▶ **Exercise inputs**:
--- START ---

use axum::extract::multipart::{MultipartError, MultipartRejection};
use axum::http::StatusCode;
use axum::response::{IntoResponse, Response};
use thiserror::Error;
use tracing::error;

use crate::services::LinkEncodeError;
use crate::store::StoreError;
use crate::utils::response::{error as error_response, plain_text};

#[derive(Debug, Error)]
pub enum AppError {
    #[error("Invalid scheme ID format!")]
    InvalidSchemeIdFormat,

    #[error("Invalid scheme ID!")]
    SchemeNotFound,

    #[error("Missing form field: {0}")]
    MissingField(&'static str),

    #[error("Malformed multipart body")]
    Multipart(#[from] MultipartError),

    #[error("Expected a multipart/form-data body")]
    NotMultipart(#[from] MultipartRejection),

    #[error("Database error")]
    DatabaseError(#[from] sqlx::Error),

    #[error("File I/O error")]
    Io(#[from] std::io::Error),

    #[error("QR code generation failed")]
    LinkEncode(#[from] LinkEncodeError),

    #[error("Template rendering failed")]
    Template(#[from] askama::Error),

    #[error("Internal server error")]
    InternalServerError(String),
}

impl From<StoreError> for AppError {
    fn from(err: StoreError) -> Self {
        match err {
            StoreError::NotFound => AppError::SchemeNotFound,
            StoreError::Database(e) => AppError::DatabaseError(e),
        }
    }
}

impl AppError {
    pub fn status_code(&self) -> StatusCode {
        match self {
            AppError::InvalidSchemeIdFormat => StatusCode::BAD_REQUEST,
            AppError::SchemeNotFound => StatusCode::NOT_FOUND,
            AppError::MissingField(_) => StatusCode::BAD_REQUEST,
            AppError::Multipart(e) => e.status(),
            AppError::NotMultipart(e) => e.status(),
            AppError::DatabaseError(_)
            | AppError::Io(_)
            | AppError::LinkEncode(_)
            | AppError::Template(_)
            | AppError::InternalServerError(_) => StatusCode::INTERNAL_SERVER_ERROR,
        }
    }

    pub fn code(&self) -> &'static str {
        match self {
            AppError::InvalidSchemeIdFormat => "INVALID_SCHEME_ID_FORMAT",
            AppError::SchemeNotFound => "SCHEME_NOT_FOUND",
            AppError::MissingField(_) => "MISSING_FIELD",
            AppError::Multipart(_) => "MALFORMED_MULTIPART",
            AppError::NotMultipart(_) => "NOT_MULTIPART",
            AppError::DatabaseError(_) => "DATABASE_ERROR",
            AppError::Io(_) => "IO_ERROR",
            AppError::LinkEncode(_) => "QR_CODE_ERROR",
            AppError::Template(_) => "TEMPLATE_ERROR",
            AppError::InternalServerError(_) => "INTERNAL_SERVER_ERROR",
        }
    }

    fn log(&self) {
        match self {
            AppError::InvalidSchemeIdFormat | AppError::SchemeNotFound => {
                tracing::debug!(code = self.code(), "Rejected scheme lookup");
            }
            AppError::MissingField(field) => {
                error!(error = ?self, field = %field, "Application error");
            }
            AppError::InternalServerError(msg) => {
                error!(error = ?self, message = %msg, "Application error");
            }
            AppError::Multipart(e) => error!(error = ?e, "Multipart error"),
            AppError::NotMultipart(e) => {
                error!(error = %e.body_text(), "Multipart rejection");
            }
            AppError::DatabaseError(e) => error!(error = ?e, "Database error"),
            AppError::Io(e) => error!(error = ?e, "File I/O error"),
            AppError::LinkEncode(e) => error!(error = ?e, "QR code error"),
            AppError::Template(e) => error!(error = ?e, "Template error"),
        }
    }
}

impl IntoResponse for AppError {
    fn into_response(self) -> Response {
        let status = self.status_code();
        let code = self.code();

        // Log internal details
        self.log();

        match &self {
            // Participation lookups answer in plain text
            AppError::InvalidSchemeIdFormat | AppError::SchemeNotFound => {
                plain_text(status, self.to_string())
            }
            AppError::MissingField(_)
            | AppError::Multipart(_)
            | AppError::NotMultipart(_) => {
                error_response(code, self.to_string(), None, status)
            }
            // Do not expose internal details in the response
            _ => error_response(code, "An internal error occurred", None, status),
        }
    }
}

--- END ---
--- START ---

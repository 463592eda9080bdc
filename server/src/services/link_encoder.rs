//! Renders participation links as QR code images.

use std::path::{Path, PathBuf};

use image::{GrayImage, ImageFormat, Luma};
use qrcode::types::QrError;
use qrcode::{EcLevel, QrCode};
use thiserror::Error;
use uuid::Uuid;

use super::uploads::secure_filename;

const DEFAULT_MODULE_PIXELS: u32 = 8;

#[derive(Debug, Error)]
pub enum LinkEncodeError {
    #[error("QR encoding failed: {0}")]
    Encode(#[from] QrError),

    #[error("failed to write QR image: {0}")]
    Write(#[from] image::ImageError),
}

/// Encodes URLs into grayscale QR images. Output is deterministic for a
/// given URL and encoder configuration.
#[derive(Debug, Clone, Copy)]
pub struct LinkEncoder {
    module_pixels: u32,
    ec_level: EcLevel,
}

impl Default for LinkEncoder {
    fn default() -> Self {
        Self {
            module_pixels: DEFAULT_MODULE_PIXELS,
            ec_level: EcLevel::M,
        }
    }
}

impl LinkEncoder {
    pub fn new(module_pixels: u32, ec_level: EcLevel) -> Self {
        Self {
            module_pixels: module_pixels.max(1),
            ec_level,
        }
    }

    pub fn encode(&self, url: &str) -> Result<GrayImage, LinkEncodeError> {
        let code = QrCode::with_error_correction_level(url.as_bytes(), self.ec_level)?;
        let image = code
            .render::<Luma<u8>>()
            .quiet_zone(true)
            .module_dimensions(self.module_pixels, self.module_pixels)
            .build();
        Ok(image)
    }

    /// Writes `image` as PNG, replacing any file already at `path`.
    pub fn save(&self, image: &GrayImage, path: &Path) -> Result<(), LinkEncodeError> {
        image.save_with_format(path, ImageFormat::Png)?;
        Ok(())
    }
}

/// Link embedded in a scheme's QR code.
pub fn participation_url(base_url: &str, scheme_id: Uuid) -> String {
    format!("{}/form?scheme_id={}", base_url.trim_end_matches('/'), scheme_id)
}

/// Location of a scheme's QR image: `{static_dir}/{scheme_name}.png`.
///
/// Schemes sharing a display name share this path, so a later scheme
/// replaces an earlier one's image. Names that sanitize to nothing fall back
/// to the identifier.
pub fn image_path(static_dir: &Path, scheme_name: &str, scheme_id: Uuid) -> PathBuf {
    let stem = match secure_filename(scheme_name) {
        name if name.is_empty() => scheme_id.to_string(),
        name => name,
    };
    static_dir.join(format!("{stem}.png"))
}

--- END ---

▶ **Directions for this task**: Using the string "InternalServerError" as the search term, count the lines of the data above that hold it and report that number alone.

▶ **The answer**: 4